Anglesea Barracks is an Australian Defence Force barracks in central Hobart, Tasmania.
The site was chosen in December 1811 by Lachlan Macquarie and construction began on the first buildings to occupy the site in 1814. It is the oldest Australian Army barracks still in use and celebrated its bicentenary in December 2011.

Despite the small variation in spelling it was named after Henry Paget, 1st Marquess of Anglesey who was involved with the Board of Ordnance.

Current units and facilities

Anglesea Barracks is the administrative centre for all Defence sites in Tasmania.

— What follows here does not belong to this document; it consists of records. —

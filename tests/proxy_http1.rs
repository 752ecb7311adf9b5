//! HTTP/1.1 pass-through behavior.

use std::time::Duration;

use reqwest::StatusCode;

mod common;

#[tokio::test]
async fn http1_pass_through_with_routing_event() {
    let proxy_port = 18080;
    let upstream_port = 18081;

    let proxy = common::start_proxy(proxy_port, 1024).await;
    let mut events = proxy.requests().unwrap();
    let upstream = common::start_upstream(upstream_port).await;

    let client = common::http1_client();
    let response = common::proxy_get(
        &client,
        proxy_port,
        "/pass",
        &common::routing_headers(upstream_port),
    )
    .send()
    .await
    .expect("proxy unreachable");

    assert_eq!(response.status(), StatusCode::OK);
    assert_eq!(response.text().await.unwrap(), "Hello, World!");
    assert_eq!(upstream.hits(), 1);

    let event = tokio::time::timeout(Duration::from_secs(1), events.recv())
        .await
        .expect("no routing event published")
        .unwrap();
    assert_eq!(event.host, format!("localhost:{upstream_port}"));
    assert_eq!(event.path, "/pass");

    // Exactly one event for one request.
    assert!(events.try_recv().is_err());

    proxy.shutdown().await.unwrap();
}

#[tokio::test]
async fn upstream_500_passes_through_without_retry() {
    let proxy_port = 18082;
    let upstream_port = 18083;

    let proxy = common::start_proxy(proxy_port, 1024).await;
    let mut events = proxy.requests().unwrap();
    let upstream = common::start_upstream(upstream_port).await;

    let client = common::http1_client();
    let response = common::proxy_get(
        &client,
        proxy_port,
        "/fail",
        &common::routing_headers(upstream_port),
    )
    .send()
    .await
    .expect("proxy unreachable");

    assert_eq!(response.status(), StatusCode::INTERNAL_SERVER_ERROR);
    assert_eq!(response.text().await.unwrap(), "Internal Server Error");

    // 500 is not a retry trigger: exactly one round-trip.
    assert_eq!(upstream.hits(), 1);

    let event = tokio::time::timeout(Duration::from_secs(1), events.recv())
        .await
        .expect("no routing event published")
        .unwrap();
    assert_eq!(event.path, "/fail");

    proxy.shutdown().await.unwrap();
}

#[tokio::test]
async fn missing_target_host_yields_503_and_no_event() {
    let proxy_port = 18084;
    let upstream_port = 18085;

    let proxy = common::start_proxy(proxy_port, 1024).await;
    let mut events = proxy.requests().unwrap();
    let upstream = common::start_upstream(upstream_port).await;

    // Routing headers without the required target host.
    let headers: Vec<(&'static str, String)> = common::routing_headers(upstream_port)
        .into_iter()
        .filter(|(name, _)| *name != "X-Gozero-Target-Host")
        .collect();

    let client = common::http1_client();
    let response = common::proxy_get(&client, proxy_port, "/pass", &headers)
        .send()
        .await
        .expect("proxy unreachable");

    assert_eq!(response.status(), StatusCode::SERVICE_UNAVAILABLE);
    assert_eq!(
        response.text().await.unwrap(),
        "Service unavailable or starting up"
    );

    // No event, no upstream round-trip.
    assert!(events.try_recv().is_err());
    assert_eq!(upstream.hits(), 0);

    proxy.shutdown().await.unwrap();
}

#[tokio::test]
async fn forwarding_headers_reach_the_upstream() {
    let proxy_port = 18086;
    let echo_port = 18087;

    let proxy = common::start_proxy(proxy_port, 64).await;
    let _events = proxy.requests().unwrap();

    // Upstream that records the headers it was sent.
    let headers_seen = std::sync::Arc::new(std::sync::Mutex::new(None));
    let seen = headers_seen.clone();
    let app = axum::Router::new().fallback(move |req: axum::http::Request<axum::body::Body>| {
        let seen = seen.clone();
        async move {
            *seen.lock().unwrap() = Some(req.headers().clone());
            "ok"
        }
    });
    let listener = tokio::net::TcpListener::bind(("127.0.0.1", echo_port))
        .await
        .unwrap();
    tokio::spawn(async move {
        axum::serve(listener, app).await.unwrap();
    });

    let client = common::http1_client();
    let response = common::proxy_get(
        &client,
        proxy_port,
        "/pass",
        &common::routing_headers(echo_port),
    )
    .send()
    .await
    .expect("proxy unreachable");
    assert_eq!(response.status(), StatusCode::OK);

    let headers = headers_seen.lock().unwrap().clone().unwrap();
    assert_eq!(
        headers.get("x-forwarded-host").unwrap().to_str().unwrap(),
        format!("127.0.0.1:{proxy_port}")
    );
    assert_eq!(headers.get("x-forwarded-proto").unwrap(), "https");
    assert!(headers.get("x-forwarded-for").is_some());
    // Routing headers travel with the request.
    assert_eq!(headers.get("x-gozero-target-host").unwrap(), "localhost");

    proxy.shutdown().await.unwrap();
}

The barracks is home to various civilian and military departments including:
Battalion HQ, 12th/ 40th Battalion, The Royal Tasmania Regiment;
Adelaide Universities Regiment, Tasmania Company;
Australian Army Band – Tasmania;
No. 29 Squadron RAAF (Royal Australian Air Force);
Navy Headquarters Tasmania (Royal Australian Navy);
TS Hobart, Australian Navy Cadet Band
Anglesea Barracks Medical Centre;
Defence Estate and Infrastructure Group – Service Delivery Division Victoria & Tasmania;
Defence Force Recruiting
Australian Air Force Cadets - 502 Squadron & 5 Wing Headquarters
Australian Army Cadets - Tasmania Battalion Headquarters

Angelsea Barracks messing

The barracks contains an Officers' Mess and Sergeants' Mess.

Other facilities
It also houses, in the old gaol, the Army Museum of Tasmania.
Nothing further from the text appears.